Dataset content ->
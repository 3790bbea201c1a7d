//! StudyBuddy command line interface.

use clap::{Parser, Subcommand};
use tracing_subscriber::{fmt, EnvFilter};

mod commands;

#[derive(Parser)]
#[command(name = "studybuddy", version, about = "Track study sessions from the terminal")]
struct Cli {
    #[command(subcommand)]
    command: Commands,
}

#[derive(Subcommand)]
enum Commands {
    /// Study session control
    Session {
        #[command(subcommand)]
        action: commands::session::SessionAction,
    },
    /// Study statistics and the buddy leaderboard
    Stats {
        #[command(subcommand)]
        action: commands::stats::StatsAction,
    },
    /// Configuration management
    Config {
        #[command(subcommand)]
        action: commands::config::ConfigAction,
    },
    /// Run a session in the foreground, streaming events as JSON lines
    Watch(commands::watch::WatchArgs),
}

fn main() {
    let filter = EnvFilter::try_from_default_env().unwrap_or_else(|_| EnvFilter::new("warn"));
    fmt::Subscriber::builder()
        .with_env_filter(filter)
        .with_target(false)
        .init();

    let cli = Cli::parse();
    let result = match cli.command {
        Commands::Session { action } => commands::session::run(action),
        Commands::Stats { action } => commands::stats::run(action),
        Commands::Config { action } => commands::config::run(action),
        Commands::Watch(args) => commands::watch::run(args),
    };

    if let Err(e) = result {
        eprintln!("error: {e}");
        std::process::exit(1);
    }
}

--

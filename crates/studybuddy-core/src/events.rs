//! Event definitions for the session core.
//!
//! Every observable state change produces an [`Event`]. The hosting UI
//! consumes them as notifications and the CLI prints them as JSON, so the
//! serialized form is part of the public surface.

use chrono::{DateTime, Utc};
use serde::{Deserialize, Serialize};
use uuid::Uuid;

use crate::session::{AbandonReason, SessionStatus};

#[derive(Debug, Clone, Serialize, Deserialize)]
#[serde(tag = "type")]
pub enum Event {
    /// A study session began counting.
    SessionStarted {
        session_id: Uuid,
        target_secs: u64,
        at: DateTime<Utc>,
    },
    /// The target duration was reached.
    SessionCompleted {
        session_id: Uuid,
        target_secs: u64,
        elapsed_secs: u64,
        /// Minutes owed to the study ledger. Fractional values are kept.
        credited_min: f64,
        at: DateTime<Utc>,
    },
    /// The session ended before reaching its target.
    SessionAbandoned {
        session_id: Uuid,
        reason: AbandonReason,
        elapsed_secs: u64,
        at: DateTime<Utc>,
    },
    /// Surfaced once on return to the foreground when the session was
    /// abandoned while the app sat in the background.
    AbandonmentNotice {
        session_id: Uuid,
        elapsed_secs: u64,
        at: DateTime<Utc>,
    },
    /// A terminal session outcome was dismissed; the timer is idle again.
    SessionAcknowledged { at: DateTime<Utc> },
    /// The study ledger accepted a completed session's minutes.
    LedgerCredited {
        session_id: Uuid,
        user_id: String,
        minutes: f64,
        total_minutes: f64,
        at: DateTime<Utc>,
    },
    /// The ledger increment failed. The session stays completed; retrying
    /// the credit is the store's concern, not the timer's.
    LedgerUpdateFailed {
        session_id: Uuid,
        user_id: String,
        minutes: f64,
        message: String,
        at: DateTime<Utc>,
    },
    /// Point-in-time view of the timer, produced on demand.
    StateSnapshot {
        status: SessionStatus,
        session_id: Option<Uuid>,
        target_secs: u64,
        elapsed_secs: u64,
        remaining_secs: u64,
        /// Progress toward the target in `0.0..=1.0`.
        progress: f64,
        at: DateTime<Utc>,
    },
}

Problem requirements -> Look through the material and copy each line that has "watch".

Answer for the task ->
    Watch(commands::watch::WatchArgs),
        Commands::Watch(args) => commands::watch::run(args),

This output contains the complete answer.